It seems that the visits to Turkey are highly seasonal.

The following plot shows XVI. Benedictus’s visit to Istanbul in 2006. Blue highlighted are is the time he visited. I highlighted the two months after his visit as red. Other red highlighted areas are corresponding months in different years.

# Check the effect of XVI. Benedictus's visit to Istanbul in 2006

istanbul_2006 <- subset(dataset, Date >= "Oct 2005" & Date <= "Mar 2008" & City == "İstanbul")
istanbul_2006 <- aggregate(istanbul_2006$Value, list(Date = istanbul_2006$Date), sum)

pope_min <- as.Date("2006-11-01")
pope_max <- as.Date("2006-12-01")
one_month_pope_min <- as.Date("2006-12-01")
one_month_pope_max <- as.Date("2007-02-01")
# Highlight same month for different years to see effect
pope_min_2006 <- as.Date("2005-12-01")
pope_max_2006 <- as.Date("2006-02-01")
pope_min_2008 <- as.Date("2007-12-01")
pope_max_2008 <- as.Date("2008-02-01")

pope <- data.frame(pope_min, pope_max, one_month_pope_min, one_month_pope_max, pope_min_2006, pope_max_2006, pope_min_2008, pope_max_2008)

istanbul_2006_plot <- ggplot(istanbul_2006, aes(x=as.Date(Date), y=x)) + geom_line() + theme_bw() +
  scale_y_continuous(name="")+
  xlab("") +
  ylab("") +
  theme(legend.position="top") +
  theme(legend.title=element_blank()) +
  geom_rect(data=pope, aes(xmin=pope_min, xmax=pope_max, ymin=-Inf, ymax=Inf), color=NA, fill="blue", alpha=0.1, inherit.aes = FALSE)+
  geom_rect(data=pope, aes(xmin=one_month_pope_min, xmax=one_month_pope_max, ymin=-Inf, ymax=Inf), color=NA, fill="red", alpha=0.1, inherit.aes = FALSE)+
  geom_rect(data=pope, aes(xmin=pope_min_2006, xmax=pope_max_2006, ymin=-Inf, ymax=Inf), color=NA, fill="red", alpha=0.1, inherit.aes = FALSE)+
  geom_rect(data=pope, aes(xmin=pope_min_2008, xmax=pope_max_2008, ymin=-Inf, ymax=Inf), color=NA, fill="red", alpha=0.1, inherit.aes = FALSE)+
  annotate(geom="text", x=as.Date("2006-11-15"), y=450000, label="XVI. Benedictus's visit to Istanbul", colour="blue",alpha=0.3, size=7, angle=90)


istanbul_2006_plot

plot of chunk unnamed-chunk-5

From the plot it seems that his visit didn’t have too much effect.

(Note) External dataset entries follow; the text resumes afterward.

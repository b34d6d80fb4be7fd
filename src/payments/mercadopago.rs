//! Mercado Pago payment intents for Pix checkout.

use serde::Deserialize;
use serde_json::json;
use uuid::Uuid;

use crate::domain::money::Money;

const PAYMENTS_URL: &str = "https://api.mercadopago.com/v1/payments";

#[derive(Debug, Deserialize)]
struct PaymentResponse {
    point_of_interaction: Option<PointOfInteraction>,
}

#[derive(Debug, Deserialize)]
struct PointOfInteraction {
    transaction_data: Option<TransactionData>,
}

#[derive(Debug, Deserialize)]
struct TransactionData {
    ticket_url: Option<String>,
}

#[derive(Debug, Clone)]
pub struct MercadoPagoClient {
    http: reqwest::Client,
    access_token: Option<String>,
    notification_url: Option<String>,
}

impl MercadoPagoClient {
    pub fn new(
        http: reqwest::Client,
        access_token: Option<String>,
        notification_url: Option<String>,
    ) -> Self {
        Self { http, access_token, notification_url }
    }

    pub fn is_configured(&self) -> bool {
        self.access_token.is_some()
    }

    /// Creates a Pix payment and returns the hosted ticket URL the buyer is
    /// redirected to. `None` when the gateway is unconfigured or the call
    /// fails; checkout then falls back to a neutral pending page.
    pub async fn create_pix_payment(
        &self,
        order_id: Uuid,
        amount: Money,
        description: &str,
    ) -> Option<String> {
        let token = self.access_token.as_ref()?;

        // The gateway API takes decimal reais; cents are converted at this
        // boundary only.
        let body = json!({
            "transaction_amount": amount.cents() as f64 / 100.0,
            "description": description,
            "payment_method_id": "pix",
            "external_reference": order_id,
            "notification_url": self.notification_url,
        });

        let response = self
            .http
            .post(PAYMENTS_URL)
            .bearer_auth(token)
            .json(&body)
            .send()
            .await;

        let response = match response {
            Ok(r) if r.status().is_success() => r,
            Ok(r) => {
                tracing::warn!(status = %r.status(), "mercadopago rejected payment request");
                return None;
            }
            Err(err) => {
                tracing::warn!(error = %err, "mercadopago unavailable");
                return None;
            }
        };

        match response.json::<PaymentResponse>().await {
            Ok(payment) => payment
                .point_of_interaction
                .and_then(|poi| poi.transaction_data)
                .and_then(|data| data.ticket_url),
            Err(err) => {
                tracing::warn!(error = %err, "mercadopago payment response unparseable");
                None
            }
        }
    }
}

#[cfg(test)]
mod tests {
    use super::*;

    #[tokio::test]
    async fn test_unconfigured_gateway_yields_none() {
        let client = MercadoPagoClient::new(reqwest::Client::new(), None, None);
        assert!(!client.is_configured());
        let url = client
            .create_pix_payment(Uuid::new_v4(), Money::from_cents(10_640), "Pedido")
            .await;
        assert_eq!(url, None);
    }

    #[test]
    fn test_payment_response_parsing() {
        let body: PaymentResponse = serde_json::from_str(
            r#"{"id": 123, "point_of_interaction": {"transaction_data": {"ticket_url": "https://mp.example/ticket/abc"}}}"#,
        )
        .expect("parse");
        let url = body
            .point_of_interaction
            .and_then(|p| p.transaction_data)
            .and_then(|d| d.ticket_url);
        assert_eq!(url.as_deref(), Some("https://mp.example/ticket/abc"));
    }

    #[test]
    fn test_payment_response_without_ticket() {
        let body: PaymentResponse =
            serde_json::from_str(r#"{"id": 123, "status": "rejected"}"#).expect("parse");
        assert!(body.point_of_interaction.is_none());
    }
}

Let’s check country wide visits.

# From the graph it seems Pope's visit had no effect. Let's check Turkey.

turkey_2006 <- subset(dataset, Date >= "Oct 2005" & Date <= "Mar 2008")
turkey_2006 <- aggregate(turkey_2006$Value, list(Date = turkey_2006$Date), sum)

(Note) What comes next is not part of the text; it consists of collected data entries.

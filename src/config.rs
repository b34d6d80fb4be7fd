//! Environment configuration.
//!
//! Every external knob lives here. Missing provider credentials disable that
//! provider instead of failing startup; only the database URL is required.

use std::str::FromStr;

use crate::shipping::{CourierEndpoint, ManualRates, Provider};

#[derive(Debug, Clone)]
pub struct AppConfig {
    pub database_url: String,
    pub port: u16,
    pub shipping_rates: ManualRates,
    pub uber_direct_url: Option<String>,
    pub uber_direct_token: Option<String>,
    pub ifood_url: Option<String>,
    pub ifood_token: Option<String>,
    pub google_maps_api_key: Option<String>,
    pub store_lat: f64,
    pub store_lng: f64,
    pub mercadopago_access_token: Option<String>,
    pub mercadopago_webhook_url: Option<String>,
    pub efi_checkout_url: Option<String>,
    pub webhook_secret: Option<String>,
    pub nats_url: Option<String>,
}

fn env_opt(name: &str) -> Option<String> {
    std::env::var(name).ok().filter(|v| !v.trim().is_empty())
}

fn env_parse<T: FromStr>(name: &str, default: T) -> T {
    env_opt(name).and_then(|v| v.parse().ok()).unwrap_or(default)
}

impl AppConfig {
    pub fn from_env() -> anyhow::Result<Self> {
        let database_url = std::env::var("DATABASE_URL")
            .map_err(|_| anyhow::anyhow!("DATABASE_URL must be set"))?;

        Ok(Self {
            database_url,
            port: env_parse("PORT", 8080),
            shipping_rates: ManualRates {
                base_fee_cents: env_parse("SHIPPING_BASE_FEE", 1090),
                per_km_cents: env_parse("SHIPPING_PER_KM", 290),
            },
            uber_direct_url: env_opt("UBER_DIRECT_API_URL"),
            uber_direct_token: env_opt("UBER_DIRECT_TOKEN"),
            ifood_url: env_opt("IFOOD_API_URL"),
            ifood_token: env_opt("IFOOD_API_TOKEN"),
            google_maps_api_key: env_opt("GOOGLE_MAPS_API_KEY"),
            store_lat: env_parse("STORE_LAT", -23.561684),
            store_lng: env_parse("STORE_LNG", -46.625378),
            mercadopago_access_token: env_opt("MERCADOPAGO_ACCESS_TOKEN"),
            mercadopago_webhook_url: env_opt("MERCADOPAGO_WEBHOOK_URL"),
            efi_checkout_url: env_opt("EFI_CHECKOUT_URL"),
            webhook_secret: env_opt("PAYMENT_WEBHOOK_SECRET"),
            nats_url: env_opt("NATS_URL"),
        })
    }

    /// Couriers in strict priority order: Uber Direct first, iFood second.
    /// A provider joins the chain only when both its URL and token are set.
    pub fn courier_chain(&self) -> Vec<CourierEndpoint> {
        let mut chain = Vec::new();
        if let (Some(url), Some(token)) = (&self.uber_direct_url, &self.uber_direct_token) {
            chain.push(CourierEndpoint {
                provider: Provider::Uber,
                url: url.clone(),
                token: token.clone(),
            });
        }
        if let (Some(url), Some(token)) = (&self.ifood_url, &self.ifood_token) {
            chain.push(CourierEndpoint {
                provider: Provider::Ifood,
                url: url.clone(),
                token: token.clone(),
            });
        }
        chain
    }
}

turkey_2006_plot <- ggplot(turkey_2006, aes(x=as.Date(Date), y=x)) + geom_line() + theme_bw() +
  scale_y_continuous(name="")+
  xlab("") +
  ylab("") +
  theme(legend.position="top") +
  theme(legend.title=element_blank()) +
  geom_rect(data=pope, aes(xmin=pope_min, xmax=pope_max, ymin=-Inf, ymax=Inf), color=NA, fill="blue", alpha=0.1, inherit.aes = FALSE)+
  geom_rect(data=pope, aes(xmin=one_month_pope_min, xmax=one_month_pope_max, ymin=-Inf, ymax=Inf), color=NA, fill="red", alpha=0.1, inherit.aes = FALSE)+
  geom_rect(data=pope, aes(xmin=pope_min_2006, xmax=pope_max_2006, ymin=-Inf, ymax=Inf), color=NA, fill="red", alpha=0.1, inherit.aes = FALSE)+
  geom_rect(data=pope, aes(xmin=pope_min_2008, xmax=pope_max_2008, ymin=-Inf, ymax=Inf), color=NA, fill="red", alpha=0.1, inherit.aes = FALSE)+
  annotate(geom="text", x=as.Date("2006-11-15"), y=2000000, label="XVI. Benedictus's visit to Istanbul", colour="blue",alpha=0.3, size=7, angle=90)

turkey_2006_plot

plot of chunk unnamed-chunk-6

Similarly this one also shows no sign of increase after his visit. Increase in visits in those months are similar in other years.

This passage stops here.